(Beginning of Exercise materials)

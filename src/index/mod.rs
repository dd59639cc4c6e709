//! # Random-Access Index
//!
//! A byte-range index over the spectra and clusters of a text or JSON
//! library. The index is built in one linear pass, saved next to the source
//! as `<source>.index.json` and checked against the source's size and
//! modification time before reuse.
//!
//! ```rust,no_run
//! use mzspeclib::index::IndexedLibrary;
//!
//! let library = IndexedLibrary::open("library.mzlib.txt")?;
//! let spectrum = library.get_spectrum(42)?;
//! println!("{:?}", spectrum.name());
//! # Ok::<(), mzspeclib::index::IndexError>(())
//! ```

use std::collections::HashMap;
use std::fmt;
use std::fs::File;
use std::io::{BufReader, Read};
use std::path::Path;

use chrono::{DateTime, Utc};
use log::{info, warn};
use serde::{Deserialize, Serialize};

use crate::controlled_vocabulary::accessions;
use crate::json::{self, AttributeDocument, ElementKind, JsonError};
use crate::text::{Entry, TextReader, DEFAULT_INPUT_BUFFER_SIZE};

pub use error::IndexError;
pub use indexed::IndexedLibrary;
pub use persist::{index_path_for, INDEX_FILE_VERSION};

mod error;
mod indexed;
mod persist;

#[cfg(test)]
mod tests;

/// Entries between progress log lines during a build
const PROGRESS_INTERVAL: u64 = 10_000;

/// Serialization of a library that can be indexed
#[derive(Debug, Clone, Copy, PartialEq, Eq, Serialize, Deserialize)]
#[serde(rename_all = "lowercase")]
pub enum LibraryFormat {
    /// Line-oriented text format
    Text,
    /// JSON format
    Json,
}

impl LibraryFormat {
    /// Determine the format from the file name, sniffing the first
    /// non-whitespace byte when the extension is not conclusive
    pub fn detect<P: AsRef<Path>>(path: P) -> Result<Self, IndexError> {
        let path = path.as_ref();
        match path.extension().and_then(|e| e.to_str()) {
            Some(ext) if ext.eq_ignore_ascii_case("json") => return Ok(LibraryFormat::Json),
            Some(ext) if ext.eq_ignore_ascii_case("txt") => return Ok(LibraryFormat::Text),
            _ => {}
        }

        let mut head = [0u8; 512];
        let read = File::open(path)?.read(&mut head)?;
        match head[..read].iter().find(|b| !b.is_ascii_whitespace()) {
            Some(b'{') => Ok(LibraryFormat::Json),
            Some(b'<') | Some(b'#') | Some(b'M') => Ok(LibraryFormat::Text),
            _ => Err(IndexError::UnsupportedFormat(path.display().to_string())),
        }
    }
}

impl fmt::Display for LibraryFormat {
    fn fmt(&self, f: &mut fmt::Formatter<'_>) -> fmt::Result {
        match self {
            LibraryFormat::Text => write!(f, "text"),
            LibraryFormat::Json => write!(f, "json"),
        }
    }
}

/// Half-open byte range `[start, end)` in the source file
#[derive(Debug, Clone, Copy, PartialEq, Eq)]
pub struct ByteRange {
    /// First byte
    pub start: u64,
    /// One past the last byte
    pub end: u64,
}

impl ByteRange {
    /// Length in bytes
    pub fn len(&self) -> u64 {
        self.end.saturating_sub(self.start)
    }

    /// Whether the range is empty
    pub fn is_empty(&self) -> bool {
        self.len() == 0
    }
}

/// One indexed spectrum or cluster
#[derive(Debug, Clone, PartialEq, Eq, Serialize, Deserialize)]
pub struct IndexEntry {
    /// Spectrum or cluster key
    pub key: u64,
    /// Position among entries of the same kind
    pub index: usize,
    /// Spectrum name, when present
    #[serde(default, skip_serializing_if = "Option::is_none")]
    pub name: Option<String>,
    /// Section start offset
    pub start: u64,
    /// Section end offset (exclusive)
    pub end: u64,
}

impl IndexEntry {
    /// Byte range of the section
    pub fn range(&self) -> ByteRange {
        ByteRange {
            start: self.start,
            end: self.end,
        }
    }
}

/// Source size and modification time captured at build time
#[derive(Debug, Clone, Copy, PartialEq, Eq, Serialize, Deserialize)]
pub struct Fingerprint {
    /// File size in bytes
    pub size: u64,
    /// Modification time in nanoseconds since the Unix epoch, 0 if unavailable
    pub modified_nanos: u64,
}

impl Fingerprint {
    /// Fingerprint a file as it is now
    pub fn of<P: AsRef<Path>>(path: P) -> std::io::Result<Self> {
        let metadata = std::fs::metadata(path)?;
        let modified_nanos = metadata
            .modified()
            .ok()
            .and_then(|t| t.duration_since(std::time::UNIX_EPOCH).ok())
            .map(|d| d.as_nanos() as u64)
            .unwrap_or(0);
        Ok(Self {
            size: metadata.len(),
            modified_nanos,
        })
    }
}

/// What to look up
#[derive(Debug, Clone, PartialEq, Eq)]
pub enum IndexQuery {
    /// Spectrum key
    Key(u64),
    /// Spectrum position in the library
    Position(usize),
    /// Spectrum name
    Name(String),
    /// Cluster key
    Cluster(u64),
}

impl fmt::Display for IndexQuery {
    fn fmt(&self, f: &mut fmt::Formatter<'_>) -> fmt::Result {
        match self {
            IndexQuery::Key(key) => write!(f, "spectrum key {}", key),
            IndexQuery::Position(i) => write!(f, "spectrum position {}", i),
            IndexQuery::Name(name) => write!(f, "spectrum name {:?}", name),
            IndexQuery::Cluster(key) => write!(f, "cluster key {}", key),
        }
    }
}

/// Index build and reuse options
#[derive(Debug, Clone)]
pub struct IndexConfig {
    /// Rebuild a saved index whose source fingerprint no longer matches
    pub rebuild_if_stale: bool,
}

impl Default for IndexConfig {
    fn default() -> Self {
        Self {
            rebuild_if_stale: true,
        }
    }
}

/// Byte-range index over one library file
#[derive(Debug, Clone)]
pub struct LibraryIndex {
    format: LibraryFormat,
    fingerprint: Fingerprint,
    created: DateTime<Utc>,
    spectra: Vec<IndexEntry>,
    clusters: Vec<IndexEntry>,
    by_key: HashMap<u64, usize>,
    by_name: HashMap<String, usize>,
    clusters_by_key: HashMap<u64, usize>,
}

impl PartialEq for LibraryIndex {
    fn eq(&self, other: &Self) -> bool {
        self.format == other.format
            && self.fingerprint == other.fingerprint
            && self.spectra == other.spectra
            && self.clusters == other.clusters
    }
}

impl LibraryIndex {
    pub(crate) fn from_parts(
        format: LibraryFormat,
        fingerprint: Fingerprint,
        created: DateTime<Utc>,
        spectra: Vec<IndexEntry>,
        clusters: Vec<IndexEntry>,
    ) -> Self {
        let mut by_key = HashMap::with_capacity(spectra.len());
        let mut by_name = HashMap::with_capacity(spectra.len());
        for (i, entry) in spectra.iter().enumerate() {
            if by_key.contains_key(&entry.key) {
                warn!("Duplicate spectrum key {}; lookups return the first", entry.key);
            } else {
                by_key.insert(entry.key, i);
            }
            if let Some(name) = &entry.name {
                by_name.entry(name.clone()).or_insert(i);
            }
        }
        let mut clusters_by_key = HashMap::with_capacity(clusters.len());
        for (i, entry) in clusters.iter().enumerate() {
            clusters_by_key.entry(entry.key).or_insert(i);
        }
        Self {
            format,
            fingerprint,
            created,
            spectra,
            clusters,
            by_key,
            by_name,
            clusters_by_key,
        }
    }

    /// Build an index with one linear pass over `path`
    pub fn build<P: AsRef<Path>>(path: P) -> Result<Self, IndexError> {
        let path = path.as_ref();
        let format = LibraryFormat::detect(path)?;
        let fingerprint = Fingerprint::of(path)?;
        info!("Building {} index for {}", format, path.display());

        let (spectra, clusters) = match format {
            LibraryFormat::Text => build_text(path)?,
            LibraryFormat::Json => build_json(path)?,
        };
        info!(
            "Indexed {} spectra and {} clusters",
            spectra.len(),
            clusters.len()
        );
        Ok(Self::from_parts(
            format,
            fingerprint,
            Utc::now(),
            spectra,
            clusters,
        ))
    }

    /// Source format
    pub fn format(&self) -> LibraryFormat {
        self.format
    }

    /// Fingerprint of the source at build time
    pub fn fingerprint(&self) -> Fingerprint {
        self.fingerprint
    }

    /// Build time
    pub fn created(&self) -> DateTime<Utc> {
        self.created
    }

    /// Whether `source` changed since the index was built
    pub fn is_stale<P: AsRef<Path>>(&self, source: P) -> Result<bool, IndexError> {
        Ok(Fingerprint::of(source)? != self.fingerprint)
    }

    /// Find the entry for a query
    pub fn entry(&self, query: &IndexQuery) -> Result<&IndexEntry, IndexError> {
        let found = match query {
            IndexQuery::Key(key) => self.by_key.get(key).map(|&i| &self.spectra[i]),
            IndexQuery::Position(i) => self.spectra.get(*i),
            IndexQuery::Name(name) => self.by_name.get(name).map(|&i| &self.spectra[i]),
            IndexQuery::Cluster(key) => self.clusters_by_key.get(key).map(|&i| &self.clusters[i]),
        };
        found.ok_or_else(|| IndexError::NotFound(query.clone()))
    }

    /// Byte range for a query
    pub fn lookup(&self, query: &IndexQuery) -> Result<ByteRange, IndexError> {
        self.entry(query).map(IndexEntry::range)
    }

    /// Byte range of the spectrum with `key`
    pub fn lookup_key(&self, key: u64) -> Result<ByteRange, IndexError> {
        self.lookup(&IndexQuery::Key(key))
    }

    /// Byte range of the spectrum at `position`
    pub fn lookup_index(&self, position: usize) -> Result<ByteRange, IndexError> {
        self.lookup(&IndexQuery::Position(position))
    }

    /// Byte range of the first spectrum named `name`
    pub fn lookup_name(&self, name: &str) -> Result<ByteRange, IndexError> {
        self.lookup(&IndexQuery::Name(name.to_string()))
    }

    /// Byte range of the cluster with `key`
    pub fn lookup_cluster(&self, key: u64) -> Result<ByteRange, IndexError> {
        self.lookup(&IndexQuery::Cluster(key))
    }

    /// Spectrum entries in library order
    pub fn iter(&self) -> std::slice::Iter<'_, IndexEntry> {
        self.spectra.iter()
    }

    /// Cluster entries in library order
    pub fn clusters(&self) -> &[IndexEntry] {
        &self.clusters
    }

    /// Number of indexed spectra
    pub fn len(&self) -> usize {
        self.spectra.len()
    }

    /// Whether no spectra are indexed
    pub fn is_empty(&self) -> bool {
        self.spectra.is_empty()
    }
}

fn log_progress(count: u64) {
    if count > 0 && count % PROGRESS_INTERVAL == 0 {
        info!("Progress: {} entries indexed", count);
    }
}

fn build_text(path: &Path) -> Result<(Vec<IndexEntry>, Vec<IndexEntry>), IndexError> {
    let file = File::open(path)?;
    let mut reader = TextReader::new(BufReader::with_capacity(DEFAULT_INPUT_BUFFER_SIZE, file))?;
    let mut spectra = Vec::new();
    let mut clusters = Vec::new();
    while let Some(parsed) = reader.next_entry_with_range()? {
        match parsed.entry {
            Entry::Spectrum(spectrum) => spectra.push(IndexEntry {
                key: spectrum.key,
                index: spectra.len(),
                name: spectrum.name().map(str::to_string),
                start: parsed.start,
                end: parsed.end,
            }),
            Entry::Cluster(cluster) => clusters.push(IndexEntry {
                key: cluster.key,
                index: clusters.len(),
                name: None,
                start: parsed.start,
                end: parsed.end,
            }),
        }
        log_progress((spectra.len() + clusters.len()) as u64);
    }
    Ok((spectra, clusters))
}

/// Only the attributes of an entry object; the rest is skipped
#[derive(Deserialize)]
struct EntryProbe {
    #[serde(default)]
    attributes: Vec<AttributeDocument>,
}

fn probe_key(probe: &EntryProbe, accession: &str, context: &str) -> Result<u64, JsonError> {
    probe
        .attributes
        .iter()
        .find(|a| a.accession == accession)
        .and_then(|a| a.value.as_u64())
        .ok_or_else(|| JsonError::MissingField {
            context: context.to_string(),
            field: accession.to_string(),
        })
}

fn build_json(path: &Path) -> Result<(Vec<IndexEntry>, Vec<IndexEntry>), IndexError> {
    let file = File::open(path)?;
    let mut spectra = Vec::new();
    let mut clusters = Vec::new();
    json::scan_elements(file, |kind, start, end, bytes| {
        let probe: EntryProbe = serde_json::from_slice(bytes).map_err(JsonError::from)?;
        match kind {
            ElementKind::Spectrum => {
                let context = format!("spectrum at byte {}", start);
                let key = probe_key(&probe, accessions::SPECTRUM_KEY, &context)?;
                let name = probe
                    .attributes
                    .iter()
                    .find(|a| a.accession == accessions::SPECTRUM_NAME)
                    .and_then(|a| a.value.as_str())
                    .map(str::to_string);
                spectra.push(IndexEntry {
                    key,
                    index: spectra.len(),
                    name,
                    start,
                    end,
                });
            }
            ElementKind::Cluster => {
                let context = format!("cluster at byte {}", start);
                let key = probe_key(&probe, accessions::CLUSTER_KEY, &context)?;
                clusters.push(IndexEntry {
                    key,
                    index: clusters.len(),
                    name: None,
                    start,
                    end,
                });
            }
        }
        log_progress((spectra.len() + clusters.len()) as u64);
        Ok::<(), IndexError>(())
    })?;
    Ok((spectra, clusters))
}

(End of Exercise materials)

» Prompt
Where in the records does the string "PartialEq" appear? Copy every line that has it.

» Response for this exercise
#[derive(Debug, Clone, Copy, PartialEq, Eq, Serialize, Deserialize)]
#[derive(Debug, Clone, Copy, PartialEq, Eq)]
#[derive(Debug, Clone, PartialEq, Eq, Serialize, Deserialize)]
#[derive(Debug, Clone, Copy, PartialEq, Eq, Serialize, Deserialize)]
#[derive(Debug, Clone, PartialEq, Eq)]
impl PartialEq for LibraryIndex {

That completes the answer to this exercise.